David Grant

Personal information
- Date of birth: 2 June 1960 (age 66)
- Place of birth: Sheffield, England
- Height: 6 ft 0 in (1.83 m)
- Position: Left-back

Youth career
- Sheffield Wednesday

Senior career*
- Years: Team / Apps / (Gls)
- 1977–1982: Sheffield Wednesday / 133 / (4)
- 1982–1984: Oxford United / 24 / (1)
- 1983: → Chesterfield (loan) / 7 / (0)
- 1984–1985: Cardiff City / 25 / (0)
- 1985–1987: Rochdale / 97 / (2)
- 1987–1988: Macclesfield Town
- Mossley (loan)
- 1988–1990: Boston United / 35 / (2)

= David Grant (footballer, born 1960) =

English footballer

David Grant (born 2 June 1960) is an English former professional football left-back. He played in the Football League, primarily for Sheffield Wednesday and Rochdale.

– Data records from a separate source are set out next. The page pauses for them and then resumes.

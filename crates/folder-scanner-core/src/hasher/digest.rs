use std::fs::File;
use std::io::{self, Read};
use std::path::Path;

pub const CHUNK_SIZE: usize = 64 * 1024; // 64KB

/// BLAKE3 digest of the file's full contents as lowercase hex.
///
/// The file is streamed in `CHUNK_SIZE` reads so memory stays flat
/// regardless of file size.
pub fn content_hash(file: &Path) -> io::Result<String> {
    let mut f = File::open(file)?;
    let mut hasher = blake3::Hasher::new();
    let mut buffer = vec![0u8; CHUNK_SIZE];
    loop {
        let bytes_read = match f.read(&mut buffer) {
            Ok(0) => break,
            Ok(n) => n,
            Err(e) if e.kind() == io::ErrorKind::Interrupted => continue,
            Err(e) => return Err(e),
        };
        hasher.update(&buffer[..bytes_read]);
    }
    Ok(hasher.finalize().to_hex().to_string())
}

Born in Sheffield, Grant became an apprentice with Sheffield Wednesday in July 1976, turning professional in February 1978. He progressed to their first team, playing over 100 times. He moved to Oxford United in 1982. Out of favour during the 1983–84 season, Grant had a spell on loan with Chesterfield before joining Cardiff City. He joined Rochdale in the 1984–85 season, playing nearly 100 league games. On leaving Rochdale he joined Macclesfield Town. During the 1988–89 season, he had a spell on loan with Mossley, playing four times and scoring once. In December 1988 he left Macclesfield, joining Boston United for a small fee.